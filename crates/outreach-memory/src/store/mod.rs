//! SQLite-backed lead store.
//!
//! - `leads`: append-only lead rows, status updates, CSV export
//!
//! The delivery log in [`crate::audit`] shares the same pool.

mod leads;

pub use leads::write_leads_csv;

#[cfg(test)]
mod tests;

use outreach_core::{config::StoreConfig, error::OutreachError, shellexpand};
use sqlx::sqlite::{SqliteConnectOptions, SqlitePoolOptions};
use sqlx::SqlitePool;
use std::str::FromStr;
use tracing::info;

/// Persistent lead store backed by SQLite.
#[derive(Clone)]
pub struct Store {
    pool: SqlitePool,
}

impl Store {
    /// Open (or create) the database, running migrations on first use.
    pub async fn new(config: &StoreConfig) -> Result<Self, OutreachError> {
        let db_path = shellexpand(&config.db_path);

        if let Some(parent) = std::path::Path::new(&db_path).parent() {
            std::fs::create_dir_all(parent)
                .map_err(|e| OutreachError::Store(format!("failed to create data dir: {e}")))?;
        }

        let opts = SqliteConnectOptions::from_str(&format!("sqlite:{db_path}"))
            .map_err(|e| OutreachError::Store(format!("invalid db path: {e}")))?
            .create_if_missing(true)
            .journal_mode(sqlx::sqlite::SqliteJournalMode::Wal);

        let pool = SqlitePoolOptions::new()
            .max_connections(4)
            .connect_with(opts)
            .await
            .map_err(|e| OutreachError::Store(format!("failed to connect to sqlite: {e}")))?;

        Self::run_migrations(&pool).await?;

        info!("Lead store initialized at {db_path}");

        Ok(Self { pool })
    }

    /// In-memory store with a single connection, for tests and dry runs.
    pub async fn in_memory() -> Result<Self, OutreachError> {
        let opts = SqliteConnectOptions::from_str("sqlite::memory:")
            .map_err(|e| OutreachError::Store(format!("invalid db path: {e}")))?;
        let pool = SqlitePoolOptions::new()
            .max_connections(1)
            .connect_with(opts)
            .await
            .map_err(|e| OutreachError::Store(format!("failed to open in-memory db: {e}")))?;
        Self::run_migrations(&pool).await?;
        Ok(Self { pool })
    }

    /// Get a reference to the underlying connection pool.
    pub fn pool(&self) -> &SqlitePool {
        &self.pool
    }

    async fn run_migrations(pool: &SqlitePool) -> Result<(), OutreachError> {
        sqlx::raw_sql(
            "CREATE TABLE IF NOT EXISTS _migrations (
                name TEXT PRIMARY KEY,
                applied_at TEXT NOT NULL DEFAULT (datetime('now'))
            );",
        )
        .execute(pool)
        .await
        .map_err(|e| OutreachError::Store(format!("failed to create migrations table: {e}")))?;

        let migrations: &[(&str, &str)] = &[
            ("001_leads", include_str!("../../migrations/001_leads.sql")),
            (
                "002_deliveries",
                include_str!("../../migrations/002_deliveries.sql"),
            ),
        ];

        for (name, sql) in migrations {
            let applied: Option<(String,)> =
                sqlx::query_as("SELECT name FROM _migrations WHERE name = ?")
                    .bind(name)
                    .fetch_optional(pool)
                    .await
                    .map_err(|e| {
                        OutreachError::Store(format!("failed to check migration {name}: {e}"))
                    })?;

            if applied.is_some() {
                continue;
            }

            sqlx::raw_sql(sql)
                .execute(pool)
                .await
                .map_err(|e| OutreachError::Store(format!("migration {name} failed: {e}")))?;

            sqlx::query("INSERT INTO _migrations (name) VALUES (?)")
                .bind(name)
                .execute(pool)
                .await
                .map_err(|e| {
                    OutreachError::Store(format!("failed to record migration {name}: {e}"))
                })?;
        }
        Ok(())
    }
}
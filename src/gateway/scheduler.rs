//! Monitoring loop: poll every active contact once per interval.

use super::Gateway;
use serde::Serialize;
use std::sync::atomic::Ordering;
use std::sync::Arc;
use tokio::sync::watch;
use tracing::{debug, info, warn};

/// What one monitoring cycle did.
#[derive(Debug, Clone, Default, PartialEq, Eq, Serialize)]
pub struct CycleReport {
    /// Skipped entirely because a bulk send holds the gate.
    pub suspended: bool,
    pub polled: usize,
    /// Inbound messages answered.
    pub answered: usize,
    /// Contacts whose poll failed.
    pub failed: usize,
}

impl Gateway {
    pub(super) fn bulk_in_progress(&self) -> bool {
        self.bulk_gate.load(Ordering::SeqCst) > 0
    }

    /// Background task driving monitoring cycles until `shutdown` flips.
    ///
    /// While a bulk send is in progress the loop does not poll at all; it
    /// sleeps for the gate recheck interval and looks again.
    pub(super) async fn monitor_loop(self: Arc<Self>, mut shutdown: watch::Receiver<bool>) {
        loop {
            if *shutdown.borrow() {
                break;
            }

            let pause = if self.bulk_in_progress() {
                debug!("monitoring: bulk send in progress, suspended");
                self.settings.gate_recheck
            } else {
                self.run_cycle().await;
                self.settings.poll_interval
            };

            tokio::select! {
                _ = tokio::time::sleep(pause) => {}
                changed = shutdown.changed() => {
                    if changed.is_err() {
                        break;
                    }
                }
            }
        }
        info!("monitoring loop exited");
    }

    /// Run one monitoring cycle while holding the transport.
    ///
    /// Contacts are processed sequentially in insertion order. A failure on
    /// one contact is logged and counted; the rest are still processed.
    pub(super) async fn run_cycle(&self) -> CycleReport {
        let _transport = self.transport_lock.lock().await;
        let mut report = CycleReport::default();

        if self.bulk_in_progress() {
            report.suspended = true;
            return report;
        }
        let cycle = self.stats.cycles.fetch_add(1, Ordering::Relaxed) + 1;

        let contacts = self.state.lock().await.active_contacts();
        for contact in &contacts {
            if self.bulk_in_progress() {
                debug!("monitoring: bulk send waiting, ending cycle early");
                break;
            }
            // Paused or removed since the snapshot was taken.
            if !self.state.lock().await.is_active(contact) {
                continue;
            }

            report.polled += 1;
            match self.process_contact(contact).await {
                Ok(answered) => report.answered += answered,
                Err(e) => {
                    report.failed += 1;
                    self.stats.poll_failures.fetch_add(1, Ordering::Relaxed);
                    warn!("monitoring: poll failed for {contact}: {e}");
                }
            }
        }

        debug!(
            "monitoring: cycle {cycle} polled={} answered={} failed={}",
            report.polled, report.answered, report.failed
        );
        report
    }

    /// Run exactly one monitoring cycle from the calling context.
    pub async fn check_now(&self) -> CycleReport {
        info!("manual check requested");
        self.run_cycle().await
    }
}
* * * * * * * * *
• **Exercise goal**:
Nothing before the line containing "pub async fn check_now(&self)" should be repeated; repeat that line and all later lines through the end of the data above, exactly.

• **Written reply**:
    pub async fn check_now(&self) -> CycleReport {
        info!("manual check requested");
        self.run_cycle().await
    }
}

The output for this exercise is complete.